▶ _Exercise prompt_
Give back the entire listing exactly as it was provided.

▶ _Information supplied_
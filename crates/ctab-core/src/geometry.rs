#![forbid(unsafe_code)]

//! Geometric primitives.

/// A rectangle in terminal cell coordinates (0-indexed, origin top-left).
#[derive(Debug, Clone, Copy, PartialEq, Eq, Default)]
pub struct Rect {
    /// Left edge (inclusive).
    pub x: u16,
    /// Top edge (inclusive).
    pub y: u16,
    /// Width in cells.
    pub width: u16,
    /// Height in cells.
    pub height: u16,
}

impl Rect {
    /// Create a new rectangle.
    #[inline]
    pub const fn new(x: u16, y: u16, width: u16, height: u16) -> Self {
        Self {
            x,
            y,
            width,
            height,
        }
    }

    /// Create a rectangle at the origin with the given size.
    #[inline]
    pub const fn from_size(width: u16, height: u16) -> Self {
        Self::new(0, 0, width, height)
    }

    /// Right edge (exclusive).
    #[inline]
    pub const fn right(&self) -> u16 {
        self.x.saturating_add(self.width)
    }

    /// Bottom edge (exclusive).
    #[inline]
    pub const fn bottom(&self) -> u16 {
        self.y.saturating_add(self.height)
    }

    /// Check if the rectangle has zero area.
    #[inline]
    pub const fn is_empty(&self) -> bool {
        self.width == 0 || self.height == 0
    }

    /// Check if a point is inside the rectangle.
    #[inline]
    pub const fn contains(&self, x: u16, y: u16) -> bool {
        x >= self.x && x < self.right() && y >= self.y && y < self.bottom()
    }

    /// Split off the top `rows` lines.
    ///
    /// Returns `(top, rest)`. `top` is clamped to the available height.
    pub fn split_top(&self, rows: u16) -> (Rect, Rect) {
        let taken = rows.min(self.height);
        let top = Rect::new(self.x, self.y, self.width, taken);
        let rest = Rect::new(
            self.x,
            self.y.saturating_add(taken),
            self.width,
            self.height - taken,
        );
        (top, rest)
    }

    /// Split off the bottom `rows` lines.
    ///
    /// Returns `(rest, bottom)`. `bottom` is clamped to the available height.
    pub fn split_bottom(&self, rows: u16) -> (Rect, Rect) {
        let taken = rows.min(self.height);
        let rest = Rect::new(self.x, self.y, self.width, self.height - taken);
        let bottom = Rect::new(self.x, self.bottom() - taken, self.width, taken);
        (rest, bottom)
    }

    /// The single row at `offset` lines below the top edge.
    ///
    /// Returns an empty rectangle when `offset` is outside the area.
    pub fn row(&self, offset: u16) -> Rect {
        if offset >= self.height {
            return Rect::new(self.x, self.bottom(), self.width, 0);
        }
        Rect::new(self.x, self.y + offset, self.width, 1)
    }
}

▶ _Finished exercise_
filename crates/ctab-core/src/geometry.rs
#![forbid(unsafe_code)]

//! Geometric primitives.

/// A rectangle in terminal cell coordinates (0-indexed, origin top-left).
#[derive(Debug, Clone, Copy, PartialEq, Eq, Default)]
pub struct Rect {
    /// Left edge (inclusive).
    pub x: u16,
    /// Top edge (inclusive).
    pub y: u16,
    /// Width in cells.
    pub width: u16,
    /// Height in cells.
    pub height: u16,
}

impl Rect {
    /// Create a new rectangle.
    #[inline]
    pub const fn new(x: u16, y: u16, width: u16, height: u16) -> Self {
        Self {
            x,
            y,
            width,
            height,
        }
    }

    /// Create a rectangle at the origin with the given size.
    #[inline]
    pub const fn from_size(width: u16, height: u16) -> Self {
        Self::new(0, 0, width, height)
    }

    /// Right edge (exclusive).
    #[inline]
    pub const fn right(&self) -> u16 {
        self.x.saturating_add(self.width)
    }

    /// Bottom edge (exclusive).
    #[inline]
    pub const fn bottom(&self) -> u16 {
        self.y.saturating_add(self.height)
    }

    /// Check if the rectangle has zero area.
    #[inline]
    pub const fn is_empty(&self) -> bool {
        self.width == 0 || self.height == 0
    }

    /// Check if a point is inside the rectangle.
    #[inline]
    pub const fn contains(&self, x: u16, y: u16) -> bool {
        x >= self.x && x < self.right() && y >= self.y && y < self.bottom()
    }

    /// Split off the top `rows` lines.
    ///
    /// Returns `(top, rest)`. `top` is clamped to the available height.
    pub fn split_top(&self, rows: u16) -> (Rect, Rect) {
        let taken = rows.min(self.height);
        let top = Rect::new(self.x, self.y, self.width, taken);
        let rest = Rect::new(
            self.x,
            self.y.saturating_add(taken),
            self.width,
            self.height - taken,
        );
        (top, rest)
    }

    /// Split off the bottom `rows` lines.
    ///
    /// Returns `(rest, bottom)`. `bottom` is clamped to the available height.
    pub fn split_bottom(&self, rows: u16) -> (Rect, Rect) {
        let taken = rows.min(self.height);
        let rest = Rect::new(self.x, self.y, self.width, self.height - taken);
        let bottom = Rect::new(self.x, self.bottom() - taken, self.width, taken);
        (rest, bottom)
    }

    /// The single row at `offset` lines below the top edge.
    ///
    /// Returns an empty rectangle when `offset` is outside the area.
    pub fn row(&self, offset: u16) -> Rect {
        if offset >= self.height {
            return Rect::new(self.x, self.bottom(), self.width, 0);
        }
        Rect::new(self.x, self.y + offset, self.width, 1)
    }
}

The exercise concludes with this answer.